[Stored data entries]
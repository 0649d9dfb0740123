use crate::error::{HatError, Result};
use base64::{engine::general_purpose::STANDARD as BASE64, Engine as _};
use image::{ImageFormat, ImageReader};
use std::fmt;
use std::io::Cursor;
use std::path::{Path, PathBuf};
use std::sync::Arc;

/// Largest accepted upload: 10 MiB.
pub const MAX_UPLOAD_BYTES: u64 = 10 * 1024 * 1024;

/// Generated images are always reported as PNG.
pub const RESULT_MIME: &str = "image/png";

/// Edit instruction sent alongside the image. Reproduced verbatim for the upstream model.
pub const HAT_INSTRUCTION: &str = "Edit this image to put a red festive Christmas Santa Claus hat on the person's head. The tail of the hat must drape down to the right side (viewer's right). Ensure the entire hat is visible and not cut off by the top or side edges of the image. The hat should fit naturally, matching lighting and shadows. Keep the person's face clearly visible and unchanged.";

/// A decoded, immutable image. Cloning shares the underlying bytes.
#[derive(Clone, PartialEq, Eq)]
pub struct ImageAsset {
    bytes: Arc<[u8]>,
    mime_type: String,
    width: u32,
    height: u32,
}

impl fmt::Debug for ImageAsset {
    fn fmt(&self, f: &mut fmt::Formatter<'_>) -> fmt::Result {
        f.debug_struct("ImageAsset")
            .field("bytes", &self.bytes.len())
            .field("mime_type", &self.mime_type)
            .field("width", &self.width)
            .field("height", &self.height)
            .finish()
    }
}

impl ImageAsset {
    pub(crate) fn new(
        bytes: impl Into<Arc<[u8]>>,
        mime_type: impl Into<String>,
        width: u32,
        height: u32,
    ) -> Self {
        Self {
            bytes: bytes.into(),
            mime_type: mime_type.into(),
            width,
            height,
        }
    }

    /// Decodes the image header from `bytes`.
    ///
    /// The mime type is sniffed from the content first; `mime_hint` is only
    /// used when sniffing fails. Only the header is read here, so a truncated
    /// body is still accepted and surfaces later as a composition failure.
    pub fn decode(bytes: Vec<u8>, mime_hint: Option<&str>) -> Result<Self> {
        let sniffed = image::guess_format(&bytes)
            .ok()
            .map(|format| format.to_mime_type().to_string());
        let mime_type = sniffed
            .or_else(|| mime_hint.map(|m| m.trim().to_ascii_lowercase()))
            .unwrap_or_default();
        validate_upload(&mime_type, bytes.len() as u64)?;

        let (width, height) = ImageReader::new(Cursor::new(&bytes))
            .with_guessed_format()
            .map_err(|e| HatError::Validation(format!("unreadable image: {}", e)))?
            .into_dimensions()
            .map_err(|e| HatError::Validation(format!("unsupported image: {}", e)))?;
        if width == 0 || height == 0 {
            return Err(HatError::Validation("image has no pixels".into()));
        }

        Ok(Self::new(bytes, mime_type, width, height))
    }

    /// Reads and decodes an image file, rejecting oversized files before reading them.
    pub async fn load(path: impl AsRef<Path>) -> Result<Self> {
        let path = path.as_ref();
        let metadata = tokio::fs::metadata(path).await?;
        if metadata.len() > MAX_UPLOAD_BYTES {
            return Err(HatError::Validation(format!(
                "image must not exceed 10 MB ({} bytes given)",
                metadata.len()
            )));
        }
        let bytes = tokio::fs::read(path).await?;
        let hint = ImageFormat::from_path(path)
            .ok()
            .map(|format| format.to_mime_type());
        let asset = Self::decode(bytes, hint)?;
        log::debug!(
            "Loaded {} ({}, {}x{}, {} bytes)",
            path.display(),
            asset.mime_type,
            asset.width,
            asset.height,
            asset.bytes.len()
        );
        Ok(asset)
    }

    pub fn bytes(&self) -> &[u8] {
        &self.bytes
    }

    pub fn mime_type(&self) -> &str {
        &self.mime_type
    }

    pub fn width(&self) -> u32 {
        self.width
    }

    pub fn height(&self) -> u32 {
        self.height
    }

    pub fn to_base64(&self) -> String {
        BASE64.encode(&self.bytes)
    }
}

/// Rejects non-image mime types and files over [`MAX_UPLOAD_BYTES`].
pub fn validate_upload(mime_type: &str, size: u64) -> Result<()> {
    if !mime_type.starts_with("image/") {
        return Err(HatError::Validation(
            "please provide an image file (JPG, PNG, WEBP)".into(),
        ));
    }
    if size > MAX_UPLOAD_BYTES {
        return Err(HatError::Validation(format!(
            "image must not exceed 10 MB ({} bytes given)",
            size
        )));
    }
    Ok(())
}

/// One generation attempt. Only constructible with a non-empty key.
#[derive(Debug, Clone)]
pub struct GenerationRequest {
    image: ImageAsset,
    api_key: String,
}

impl GenerationRequest {
    pub fn new(image: ImageAsset, api_key: impl Into<String>) -> Result<Self> {
        let api_key = api_key.into();
        if api_key.trim().is_empty() {
            return Err(HatError::MissingCredential);
        }
        Ok(Self { image, api_key })
    }

    pub fn image(&self) -> &ImageAsset {
        &self.image
    }

    pub fn api_key(&self) -> &str {
        &self.api_key
    }

    pub fn instruction(&self) -> &'static str {
        HAT_INSTRUCTION
    }
}

#[derive(Debug, Clone, PartialEq, Eq)]
pub struct GenerationResult {
    pub image_bytes: Vec<u8>,
    pub mime_type: &'static str,
}

impl GenerationResult {
    pub fn new(image_bytes: Vec<u8>) -> Self {
        Self {
            image_bytes,
            mime_type: RESULT_MIME,
        }
    }

    pub fn data_url(&self) -> String {
        format!("data:{};base64,{}", self.mime_type, BASE64.encode(&self.image_bytes))
    }

    /// `santa-hat-avatar-<unix-ms>.png`
    pub fn file_name(timestamp_ms: i64) -> String {
        format!("santa-hat-avatar-{}.png", timestamp_ms)
    }

    pub async fn save_to_dir(&self, dir: impl AsRef<Path>) -> Result<PathBuf> {
        let dir = dir.as_ref();
        tokio::fs::create_dir_all(dir).await?;
        let path = dir.join(Self::file_name(chrono::Utc::now().timestamp_millis()));
        tokio::fs::write(&path, &self.image_bytes).await?;
        Ok(path)
    }
}

#[cfg(test)]
mod tests {
    use super::*;
    use image::{DynamicImage, Rgba, RgbaImage};

    fn png_bytes(width: u32, height: u32) -> Vec<u8> {
        let img = RgbaImage::from_pixel(width, height, Rgba([200, 30, 30, 255]));
        let mut buf = Vec::new();
        DynamicImage::ImageRgba8(img)
            .write_to(&mut Cursor::new(&mut buf), ImageFormat::Png)
            .unwrap();
        buf
    }

    #[test]
    fn decode_sniffs_mime_and_dimensions() {
        let asset = ImageAsset::decode(png_bytes(12, 7), Some("image/jpeg")).unwrap();
        assert_eq!(asset.mime_type(), "image/png");
        assert_eq!((asset.width(), asset.height()), (12, 7));
    }

    #[test]
    fn decode_rejects_non_images() {
        let err = ImageAsset::decode(b"hello world".to_vec(), Some("text/plain")).unwrap_err();
        assert!(matches!(err, HatError::Validation(_)));

        let err = ImageAsset::decode(b"hello world".to_vec(), None).unwrap_err();
        assert!(matches!(err, HatError::Validation(_)));
    }

    #[test]
    fn upload_limits() {
        assert!(validate_upload("image/webp", MAX_UPLOAD_BYTES).is_ok());
        assert!(validate_upload("image/webp", MAX_UPLOAD_BYTES + 1).is_err());
        assert!(validate_upload("application/pdf", 10).is_err());
    }

    #[tokio::test]
    async fn load_reads_files_from_disk() {
        let dir = tempfile::tempdir().unwrap();
        let path = dir.path().join("portrait.png");
        std::fs::write(&path, png_bytes(9, 4)).unwrap();

        let asset = ImageAsset::load(&path).await.unwrap();
        assert_eq!((asset.width(), asset.height()), (9, 4));
    }

    #[test]
    fn request_requires_key() {
        let asset = ImageAsset::decode(png_bytes(2, 2), None).unwrap();
        assert!(matches!(
            GenerationRequest::new(asset.clone(), "  "),
            Err(HatError::MissingCredential)
        ));
        let request = GenerationRequest::new(asset, "k").unwrap();
        assert!(request.instruction().starts_with("Edit this image to put a red festive"));
    }

    #[test]
    fn result_data_url_and_file_name() {
        let result = GenerationResult::new(vec![1, 2, 3]);
        assert_eq!(result.data_url(), "data:image/png;base64,AQID");
        assert_eq!(
            GenerationResult::file_name(1700000000123),
            "santa-hat-avatar-1700000000123.png"
        );
    }
}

| About this exercise |
Please go through the data above and copy each line that has the word "MissingCredential".

| Final answer |
            return Err(HatError::MissingCredential);
            Err(HatError::MissingCredential)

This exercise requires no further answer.